Gold is set for the longest stretch of weekly gains since 2006 as it continues to post records amid rising haven demand, the prospect of more Fed stimulus and simmering US-China tensions. Silver closed in on $30 an ounce as it headed for its biggest weekly jump since 1980.
White House and Democratic negotiators driving toward a deal on a final massive virus relief package by the end of the week still must overcome a raw mix of election-year pressures, internal GOP splits and a profound lack of trust between the parties. Meanwhile, US President Donald Trump said he could act unilaterally on some measures.
Bullion has rallied more than 35 per cent in 2020, putting it on track for the biggest annual gain in over four decades, as the health crisis, negative real rates, a weaker dollar and geopolitical risks spark a flight to precious metals. Further gains are predicted — Bank of America Corp reiterated its forecast that gold may reach $3,000 an ounce in 18 months and said it’s feasible that silver could hit $35 in 2021.

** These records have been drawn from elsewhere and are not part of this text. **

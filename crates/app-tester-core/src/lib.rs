//! App tester core library
//!
//! Clones embedded applications, builds, tests and statically analyses
//! them for every selected device, and records per-device, per-variant
//! results.

pub mod application;
pub mod config;
pub mod device;
pub mod error;
pub mod pipeline;
pub mod result;
pub mod runner;
pub mod split;
pub mod stages;
pub mod variants;
pub mod workspace;

pub use application::{load_applications, ApplicationSpec};
pub use config::{RunConfig, TesterConfig};
pub use device::{Device, DeviceModel, Devices};
pub use error::{Result, TesterError};
pub use pipeline::{Pipeline, RunSummary};
pub use result::{AppResult, DeviceResult, DeviceResults, Stage, Status, VariantResult};
pub use runner::{CommandOutcome, CommandRunner, ShellRunner};
pub use workspace::{SetupOutcome, Workspace};
//! Status counting and the pass/fail gate

use std::fmt;

use tracing::{error, info};

use app_tester_core::{AppResult, DeviceResult, Stage, Status};

use crate::error::{ReportError, Result};

/// Flat counts over every device and variant of one stage
#[derive(Debug, Clone, Copy, Default, PartialEq, Eq)]
pub struct StatusCounts {
    pub success: usize,
    pub fail: usize,
    pub total: usize,
}

impl StatusCounts {
    fn record(&mut self, status: Status) {
        self.total += 1;
        match status {
            Status::Success => self.success += 1,
            Status::Fail => self.fail += 1,
        }
    }
}

impl fmt::Display for StatusCounts {
    fn fmt(&self, f: &mut fmt::Formatter<'_>) -> fmt::Result {
        write!(
            f,
            "\nSuccess: {}\nFailures: {}\nTotal: {}\n",
            self.success, self.fail, self.total
        )
    }
}

/// Count statuses under `stage`. Variant maps contribute one entry per
/// variant; sentinel words count toward the total only.
pub fn count_status(apps: &[AppResult], stage: Stage) -> StatusCounts {
    let mut counts = StatusCounts::default();

    for devices in apps.iter().filter_map(|a| a.stage(stage)) {
        for result in devices.values() {
            match result {
                DeviceResult::Ran(variants) => {
                    variants.values().for_each(|s| counts.record(*s));
                }
                DeviceResult::Status(status) => counts.record(*status),
                DeviceResult::Skipped | DeviceResult::Blacklisted | DeviceResult::Unselected => {
                    counts.total += 1;
                }
            }
        }
    }

    counts
}

/// Error naming the first application with a failure under `stage`
pub fn check_status(apps: &[AppResult], stage: Stage) -> Result<()> {
    if let Some(app) = apps.iter().find(|a| a.has_failure(stage)) {
        error!(app = %app.name, stage = %stage, "failure found");
        return Err(ReportError::Failed {
            app: app.name.clone(),
            stage: stage.to_string(),
        });
    }

    info!(stage = %stage, applications = apps.len(), "no failure found");
    Ok(())
}
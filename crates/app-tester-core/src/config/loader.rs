//! Configuration loading

use std::path::{Path, PathBuf};

use tracing::{debug, info};

use crate::error::{ConfigError, Result};

use super::defaults::CONFIG_FILE_NAMES;
use super::types::TesterConfig;
use super::validation::validate_config;

/// Load configuration from a file
pub fn load_config(path: &Path) -> Result<TesterConfig> {
    if !path.exists() {
        return Err(ConfigError::NotFound(path.to_path_buf()).into());
    }

    let format = if path.extension().is_some_and(|e| e == "toml") {
        "TOML"
    } else {
        "YAML"
    };
    info!(path = %path.display(), format, "loading config");

    let content = std::fs::read_to_string(path).map_err(ConfigError::Io)?;

    let config: TesterConfig = if format == "TOML" {
        toml::from_str(&content).map_err(ConfigError::TomlError)?
    } else {
        serde_yaml::from_str(&content).map_err(ConfigError::YamlError)?
    };

    validate_config(&config)?;
    debug!(path = %path.display(), "config loaded and validated");
    Ok(config)
}

/// Nearest configuration file, walking from `start_dir` up to the root.
///
/// Each directory is checked for `<name>` then `.github/<name>`, for every
/// name in [`CONFIG_FILE_NAMES`] order.
pub fn find_config(start_dir: &Path) -> Option<PathBuf> {
    let found = start_dir.ancestors().find_map(|dir| {
        CONFIG_FILE_NAMES.iter().find_map(|name| {
            [dir.join(name), dir.join(".github").join(name)]
                .into_iter()
                .find(|candidate| candidate.is_file())
        })
    });

    match &found {
        Some(path) => info!(path = %path.display(), "found config file"),
        None => debug!(start_dir = %start_dir.display(), "no config file found"),
    }
    found
}

/// Load the explicit file if given, else the nearest one, else defaults.
///
/// A file that exists but does not parse or validate is an error.
pub fn load_config_or_default(
    explicit: Option<&Path>,
    dir: &Path,
) -> Result<(TesterConfig, Option<PathBuf>)> {
    let path = match explicit {
        Some(path) => Some(path.to_path_buf()),
        None => find_config(dir),
    };

    match path {
        Some(path) => {
            let config = load_config(&path)?;
            Ok((config, Some(path)))
        }
        None => {
            debug!(dir = %dir.display(), "no config found, using defaults");
            Ok((TesterConfig::default(), None))
        }
    }
}

#[cfg(test)]
mod tests {
    use super::*;
    use crate::error::TesterError;
    use tempfile::TempDir;

    #[test]
    fn test_find_config_toml() {
        let temp = TempDir::new().unwrap();
        let config_path = temp.path().join("app-tester.toml");
        std::fs::write(&config_path, "workdir = \"w\"").unwrap();

        assert_eq!(find_config(temp.path()), Some(config_path));
    }

    #[test]
    fn test_find_config_in_github_dir_of_parent() {
        let temp = TempDir::new().unwrap();
        let github_dir = temp.path().join(".github");
        std::fs::create_dir_all(&github_dir).unwrap();
        let config_path = github_dir.join("app-tester.yml");
        std::fs::write(&config_path, "workdir: w").unwrap();

        let nested = temp.path().join("a").join("b");
        std::fs::create_dir_all(&nested).unwrap();

        assert_eq!(find_config(&nested), Some(config_path));
    }

    #[test]
    fn test_load_config_toml() {
        let temp = TempDir::new().unwrap();
        let config_path = temp.path().join("app-tester.toml");
        std::fs::write(
            &config_path,
            r#"
workdir = "build-farm"
command_timeout_secs = 1800

[sdk]
default_ref = "origin/API_LEVEL_14"

[git]
https_rewrite = false
"#,
        )
        .unwrap();

        let config = load_config(&config_path).unwrap();
        assert_eq!(config.workdir, PathBuf::from("build-farm"));
        assert_eq!(config.command_timeout_secs, 1800);
        assert_eq!(config.sdk.default_ref, "origin/API_LEVEL_14");
        assert_eq!(config.sdk.name, "sdk");
        assert!(!config.git.https_rewrite);
    }

    #[test]
    fn test_load_config_yaml() {
        let temp = TempDir::new().unwrap();
        let config_path = temp.path().join("app-tester.yaml");
        std::fs::write(&config_path, "sdk:\n  name: secure-sdk\n").unwrap();

        let config = load_config(&config_path).unwrap();
        assert_eq!(config.sdk.name, "secure-sdk");
        assert_eq!(config.workdir, PathBuf::from("workdir"));
    }

    #[test]
    fn test_invalid_config_is_error() {
        let temp = TempDir::new().unwrap();
        let config_path = temp.path().join("app-tester.toml");
        std::fs::write(&config_path, "[sdk]\nurl = \"\"\n").unwrap();

        let err = load_config_or_default(None, temp.path()).unwrap_err();
        assert!(err.is_config());
    }

    #[test]
    fn test_defaults_without_file() {
        let temp = TempDir::new().unwrap();
        let (config, path) = load_config_or_default(None, temp.path()).unwrap();
        assert_eq!(config, TesterConfig::default());
        assert!(path.is_none());
    }

    #[test]
    fn test_explicit_missing_file() {
        let temp = TempDir::new().unwrap();
        let err = load_config_or_default(Some(&temp.path().join("x.toml")), temp.path()).unwrap_err();
        assert!(matches!(err, TesterError::Config(ConfigError::NotFound(_))));
    }
}
//! Build, test and scan stages
//!
//! Each stage walks the device table of one application. For every device
//! the same gate applies, in order:
//!
//! 1. device not selected for this run → `Unselected`
//! 2. excluded by the application's policy list → `Blacklisted`
//! 3. no variants declared for the device → `Skipped` (build and scan
//!    only; the test stage always runs the default build)
//! 4. otherwise the stage runs and produces a status per variant (build,
//!    scan) or a single status (test)
//!
//! Devices are processed one after the other and a failure on one device
//! never stops the others.

mod build;
mod scan;

pub use build::{build_command, build_device, clean_command};
pub use scan::{scan_command, scan_device};
pub use test::{install_command, test_command, test_device};

use std::path::{Path, PathBuf};

use tracing::{debug, warn};

use crate::application::ApplicationSpec;
use crate::device::{Device, Devices};
use crate::result::{DeviceResult, DeviceResults, Stage, Status, VariantResult};
use crate::runner::{CommandOutcome, CommandRunner};

/// Filesystem locations used while processing one application
#[derive(Debug, Clone, PartialEq, Eq)]
pub struct AppPaths {
    /// SDK checkout passed as `BOLOS_SDK`
    pub sdk: PathBuf,
    /// Directory holding the application Makefile
    pub build: PathBuf,
    /// Directory holding the application tests
    pub test: PathBuf,
}

impl AppPaths {
    /// Resolve paths for `app` cloned under `workdir`
    pub fn new(workdir: &Path, sdk: &Path, app: &ApplicationSpec) -> Self {
        let clone = workdir.join(&app.name);
        Self {
            sdk: sdk.to_path_buf(),
            build: clone.join(app.build_path_or_default()),
            test: clone.join(app.test_dir_or_default()),
        }
    }
}

/// Result of one stage on one device, with the error log it produced
#[derive(Debug, Clone, PartialEq, Eq)]
pub struct DeviceOutcome {
    pub result: DeviceResult,
    pub log: String,
}

impl DeviceOutcome {
    pub fn new(result: DeviceResult) -> Self {
        Self {
            result,
            log: String::new(),
        }
    }

    fn with_log(result: DeviceResult, log: String) -> Self {
        Self { result, log }
    }
}

/// Results of one stage across all devices
#[derive(Debug, Clone, Default, PartialEq, Eq)]
pub struct StageOutput {
    /// Reportable results keyed by device name
    pub results: DeviceResults,
    /// Concatenated error log of every failed command
    pub log: String,
}

impl StageOutput {
    pub fn failed_devices(&self) -> usize {
        self.results.values().filter(|r| r.has_fail()).count()
    }
}

/// Decide whether `stage` may run on `device`, or the result that stops it
pub fn gate(stage: Stage, device: &Device, app: &ApplicationSpec) -> Option<DeviceResult> {
    if !device.selected {
        return Some(DeviceResult::Unselected);
    }

    let excluded = match stage {
        Stage::Build => app.is_build_blacklisted(device.model),
        Stage::Test => app.is_test_blacklisted(device.model),
        Stage::Scan => !app.is_scan_whitelisted(device.model),
    };
    if excluded {
        return Some(DeviceResult::Blacklisted);
    }

    if stage != Stage::Test && app.variants(device.model).is_empty() {
        return Some(DeviceResult::Skipped);
    }

    None
}

/// Run one stage for one device
pub async fn run_device(
    runner: &dyn CommandRunner,
    stage: Stage,
    device: &Device,
    app: &ApplicationSpec,
    paths: &AppPaths,
) -> DeviceOutcome {
    match stage {
        Stage::Build => build_device(runner, device, app, paths).await,
        Stage::Test => test_device(runner, device, app, paths).await,
        Stage::Scan => scan_device(runner, device, app, paths).await,
    }
}

/// Run one stage across the device table, keeping reportable results only
pub async fn run_stage(
    runner: &dyn CommandRunner,
    stage: Stage,
    devices: &Devices,
    app: &ApplicationSpec,
    paths: &AppPaths,
) -> StageOutput {
    let mut output = StageOutput::default();

    for device in devices.iter() {
        let outcome = run_device(runner, stage, device, app, paths).await;
        output.log.push_str(&outcome.log);

        if outcome.result.is_reportable() {
            output
                .results
                .insert(device.model_name().to_string(), outcome.result);
        } else {
            debug!(app = %app.name, device = %device.model, stage = %stage, result = ?outcome.result, "not reported");
        }
    }

    output
}

/// `TARGET=.. BOLOS_SDK=..` prefix for make invocations
pub(crate) fn make_env(device: &Device, sdk: &Path) -> String {
    format!("TARGET={} BOLOS_SDK={}", device.target_name(), sdk.display())
}

/// Join command fragments, dropping empty ones
pub(crate) fn join_command(parts: &[&str]) -> String {
    parts
        .iter()
        .map(|p| p.trim())
        .filter(|p| !p.is_empty())
        .collect::<Vec<_>>()
        .join(" ")
}

/// Run a command whose failure is an expected outcome
pub(crate) async fn run_allowing_failure(
    runner: &dyn CommandRunner,
    command: &str,
    cwd: &Path,
) -> CommandOutcome {
    match runner.run(command, cwd, true).await {
        Ok(outcome) => outcome,
        Err(e) => CommandOutcome::failure(None, e.to_string()),
    }
}

/// Best-effort `make clean`, then `command`, classified by the latter
pub(crate) async fn run_variant(
    runner: &dyn CommandRunner,
    device: &Device,
    paths: &AppPaths,
    command: &str,
) -> (Status, String) {
    run_allowing_failure(runner, &clean_command(device, &paths.sdk), &paths.build).await;

    let outcome = run_allowing_failure(runner, command, &paths.build).await;
    if !outcome.is_success() {
        warn!(device = %device.model, command, "=> KO");
    }

    (
        Status::from_success(outcome.is_success()),
        outcome.error_log(command, &paths.build),
    )
}

/// Run `command_for(variant)` for every declared variant of the device
pub(crate) async fn run_variants<F>(
    runner: &dyn CommandRunner,
    device: &Device,
    app: &ApplicationSpec,
    paths: &AppPaths,
    command_for: F,
) -> DeviceOutcome
where
    F: Fn(&str) -> String,
{
    let mut variants = VariantResult::new();
    let mut log = String::new();

    for variant in app.variants(device.model) {
        debug!(app = %app.name, device = %device.model, variant = %variant, "processing variant");
        let (status, variant_log) = run_variant(runner, device, paths, &command_for(variant)).await;
        variants.insert(variant.clone(), status);
        log.push_str(&variant_log);
    }

    DeviceOutcome::with_log(DeviceResult::Ran(variants), log)
}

“The gold rally shows few signs of abating,” said Howie Lee, an economist at Oversea-Chinese Banking Corp. “The weak dollar and continued fund inflows into precious metals ETFs continue to prop the market higher.”
Spot gold rose as much as 0.6 per cent to a record $2,075.47 an ounce and traded at $2,068.63 by 8:45 am in Singapore. Prices are up for a ninth week. Holdings in exchange-traded funds backed by the metal are at a record.
Spot silver advances
Spot silver advanced as much as 3.2 per cent to $29.8591 an ounce, the highest since 2013. Prices have jumped 22 per cent this week.
Investors will focus on the monthly employment report from the US due Friday, which is expected to show a slowdown in job gains last month after a surge in coronavirus cases across the country. On the geopolitical front, a high-powered US panel recommended tightening the disclosure requirements for Chinese companies listed on American exchanges, amid heightened tensions between the two nations.